For Internet purchasing to really work, customers must be able to quickly and easily access our online sales events and purchase vehicles. We must expand our buyer base by organizing dealer registration around the globe.

A few great examples are the salvage auction and heavy equipment auction industry. Copart and IAA have taken the lead in global moves throughout the rest of the world with the help of VB2 and Online Ringman technologies. 

Currently, an excess of 25 percent of salvage units are sold and transported outside of North America. Why shouldn’t we expect that someone in Budapest would buy a whole car in Kansas City, the same as or similar to a rebuilder from Cairo buying a salvage unit in Sacramento? 

These sales are even more attractive to foreign markets the U.S. dollar continues to weaken against many world currencies.

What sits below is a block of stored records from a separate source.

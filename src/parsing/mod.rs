/*!
# Parsing module
Contains the logic for parsing input files into per-site genotype likelihoods.
*/
/// Parser for the delimited genotype likelihood tables
pub mod likelihood_table;
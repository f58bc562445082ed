//! Keeps author-written HTML to a safe subset.
//!
//! Tags written in the source that are not on the allow list are rendered
//! back as text. Attributes lose event handlers, script URLs and unsafe
//! styles. Markup left inside attribute values is flattened to text.

use std::sync::OnceLock;

use regex::Regex;
use wikiweave_syntax::{AttrValue, Attribute, Rank, Syntax, Tag, Token};

use crate::error::TransformError;
use crate::pipeline::{Registration, StageContext, TokenFilter, TransformOutcome, Transformer};

const RANK: Rank = Rank::from_millis(2900);

const ALLOWED_ELEMENTS: &[&str] = &[
    "abbr", "b", "bdi", "bdo", "big", "blockquote", "br", "caption", "center", "cite", "code",
    "data", "dd", "del", "dfn", "div", "dl", "dt", "em", "font", "h1", "h2", "h3", "h4", "h5",
    "h6", "hr", "i", "ins", "kbd", "li", "link", "mark", "meta", "ol", "p", "pre", "q", "rb",
    "rp", "rt", "rtc", "ruby", "s", "samp", "small", "span", "strike", "strong", "sub", "sup",
    "table", "tbody", "td", "tfoot", "th", "thead", "time", "tr", "tt", "u", "ul", "var", "wbr",
];

const URL_ATTRIBUTES: &[&str] = &["href", "src", "cite", "action", "poster", "background"];

fn attribute_name_regex() -> &'static Regex {
    static RE: OnceLock<Regex> = OnceLock::new();
    RE.get_or_init(|| {
        Regex::new(r"^[A-Za-z_:][A-Za-z0-9_:.\-]*$").expect("Invalid attribute name regex")
    })
}

fn unsafe_style_regex() -> &'static Regex {
    static RE: OnceLock<Regex> = OnceLock::new();
    RE.get_or_init(|| {
        Regex::new(r"(?i)expression\s*\(|url\s*\(|javascript\s*:|behavior\s*:|-moz-binding")
            .expect("Invalid style regex")
    })
}

fn unsafe_url_regex() -> &'static Regex {
    static RE: OnceLock<Regex> = OnceLock::new();
    RE.get_or_init(|| {
        Regex::new(r"(?i)^\s*(javascript|vbscript|data)\s*:").expect("Invalid URL regex")
    })
}

/// The attribute as it may be emitted, or `None` to drop it.
fn clean_attribute(attr: &Attribute) -> Option<Attribute> {
    let key = attr.key.to_plain_string().trim().to_string();
    if !attribute_name_regex().is_match(&key) || key.to_ascii_lowercase().starts_with("on") {
        return None;
    }
    let mut value = attr.value.to_plain_string();
    let lower = key.to_ascii_lowercase();
    if URL_ATTRIBUTES.contains(&lower.as_str()) && unsafe_url_regex().is_match(&value) {
        return None;
    }
    if lower == "style" && unsafe_style_regex().is_match(&value) {
        value = "/* insecure input */".to_string();
    }
    Some(Attribute {
        key: AttrValue::Str(key),
        value: AttrValue::Str(value),
        src_offsets: attr.src_offsets,
    })
}

fn clean_tag(mut tag: Tag) -> Tag {
    tag.attribs = tag.attribs.iter().filter_map(clean_attribute).collect();
    tag
}

/// Source text of a tag that is not allowed.
fn escaped(tag: &Tag, closing: bool, cx: &StageContext) -> Token {
    let text = match tag.data.tsr {
        Some(tsr) => cx.parse.page_slice(tsr),
        None if closing => format!("</{}>", tag.name),
        None => format!("<{}>", tag.name),
    };
    Token::text(text, tag.data.tsr)
}

#[derive(Debug)]
pub struct Sanitizer;

impl Transformer for Sanitizer {
    fn name(&self) -> &'static str {
        "Sanitizer"
    }

    fn registrations(&self) -> Vec<Registration> {
        vec![Registration::new(RANK, TokenFilter::Any)]
    }

    fn apply(
        &mut self,
        token: Token,
        _rank: Rank,
        cx: &StageContext,
    ) -> Result<TransformOutcome, TransformError> {
        let Some(tag) = token.tag() else {
            return Ok(TransformOutcome::Pass(token));
        };
        let written = tag.data.stx == Some(Syntax::Html);
        if written && !ALLOWED_ELEMENTS.contains(&tag.name.as_str()) {
            let closing = matches!(token, Token::TagClose(_));
            return Ok(TransformOutcome::Emit(vec![escaped(tag, closing, cx)]));
        }
        if tag.attribs.is_empty() {
            return Ok(TransformOutcome::Pass(token));
        }
        Ok(TransformOutcome::Pass(match token {
            Token::TagOpen(tag) => Token::TagOpen(clean_tag(tag)),
            Token::SelfClose(tag) => Token::SelfClose(clean_tag(tag)),
            Token::TagClose(tag) => Token::TagClose(clean_tag(tag)),
            other => other,
        }))
    }
}

#[cfg(test)]
mod tests {
    use super::*;
    use crate::test_support::stage_context_with;
    use pretty_assertions::assert_eq;
    use rstest::rstest;
    use wikiweave_syntax::{SourceRange, Tokenizer};

    fn sanitize(source: &str) -> Token {
        let cx = stage_context_with(source, |_| {});
        let token = Tokenizer::default().tokenize(source, 0).unwrap()[0].clone();
        match Sanitizer.apply(token, RANK, &cx).unwrap() {
            TransformOutcome::Pass(token) => token,
            TransformOutcome::Emit(mut out) => out.remove(0),
            _ => panic!("unexpected outcome"),
        }
    }

    #[test]
    fn unknown_tags_become_text() {
        let token = sanitize("<script src=\"x.js\">");
        assert_eq!(token.as_text(), Some("<script src=\"x.js\">"));
        assert_eq!(token.tsr(), Some(SourceRange::new(0, 19)));
    }

    #[rstest]
    #[case("<div onclick=\"evil()\" class=\"a\">", &["class"])]
    #[case("<span title=\"t\" 9bad=\"x\">", &["title"])]
    #[case("<q cite=\"javascript:alert(1)\" lang=\"en\">", &["lang"])]
    fn drops_unsafe_attributes(#[case] source: &str, #[case] kept: &[&str]) {
        let token = sanitize(source);
        let keys: Vec<String> = token
            .tag()
            .map(|t| t.attribs.iter().map(Attribute::key_string).collect())
            .unwrap_or_default();
        assert_eq!(keys, kept);
    }

    #[test]
    fn unsafe_styles_are_neutralized() {
        let token = sanitize("<div style=\"width: expression(1)\">");
        assert_eq!(
            token.tag().unwrap().attr_string("style").as_deref(),
            Some("/* insecure input */")
        );
    }

    #[test]
    fn generated_tags_are_trusted() {
        let cx = stage_context_with("", |_| {});
        let token = Token::TagOpen(Tag::element("a").with_attr("rel", "mw:WikiLink"));
        let TransformOutcome::Pass(out) = Sanitizer.apply(token.clone(), RANK, &cx).unwrap() else {
            panic!("expected the tag to pass");
        };
        assert_eq!(out, token);
    }
}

Ritchie Brothers sells equipment worldwide. A single auction such as Dallas, for example, might sell to buyers in Asia, Russia, China, South America, or the Middle East, all at the same time. Ritchie Brothers also uses Online Ringman as its technology of choice.

This industry has spent hundreds of millions of dollars and even with all those expenditures, new outside companies are seizing opportunities where we have failed to provide needed services. 

These outside companies have not spent the extremely high capital dollars to invest in facilities. They’re still missing the piece that auction operators have with value-added service capabilities — real estate (bricks and mortar), and reconditioning, mechanical, body shops, and a trained/skilled workforce of title clerks, recon staff, CR writers, and inspection personnel. All aspects of the remarketing process must be committed to.

The salvage industry has evolved into two major players. The car industry has continued to consolidate. Salvage and car business have both gone global. Through this, a new word has been born referred to as “coopetition” — cooperating with your competition while maintaining your competitiveness, distinct cultures, and service capabilities. 

As we continue the evolution, we are going to continue to reduce the virtual marketplace to fewer players. The question is, which will survive?  The key to survival will be inventory. “He who has the cars will win the day in this space.” 

Now we take the hundreds of millions of dollars we’re spending and we cooperate in a joint effort. We stand to save millions of dollars while at the same time creating a marketplace that services our customers better than anything that exists in the industry today. Imagine a combined marketplace where all our inventories are accessible on integrated Web sites with many listed and sold through electronic mediums. 

Consider again the stock exchanges, airlines, and the banking industry. 

Fewer virtual sites or perhaps eventually a single platform does not represent a new concept when considering how these industries have evolved. 

A great example of “coopetition” is the ATM network across the world through which banking customers access their cash no matter their location, any time of day or night. They do not need to go into the banking office during normal banking hours. 

Similarly, our customers want to access car inventories wherever they might be in the world and to do so any time of the day or night as soon as their customers have a need. 

By eventually establishing one operating system, a coopetition could be possible — one system in which all customers could access all their information in one location — all cars purchased or sold, all funds received or paid, consistent reports, all inventory accounted for, all charges tracked and kept current. 

Why are we still in the dark ages with checks being couriered one at a time to the auction? Why not simply push a button as most industries and individuals do. Again, the banking industry allows the convenience of online bill pay with the push of a button. Cash inventory, investments, and print statements or other documents are available for our records. 

In many ways, the auction industry has been compared to the banking industry. In the airline industry, people make reservations, select seats, pay charges, and print boarding passes all online. 

As an industry, the major chains and independents will see the benefit of standardizing many of the initiatives I mentioned:  condition reports, arbitration, transportation, dealer registration, and even a single operating platform.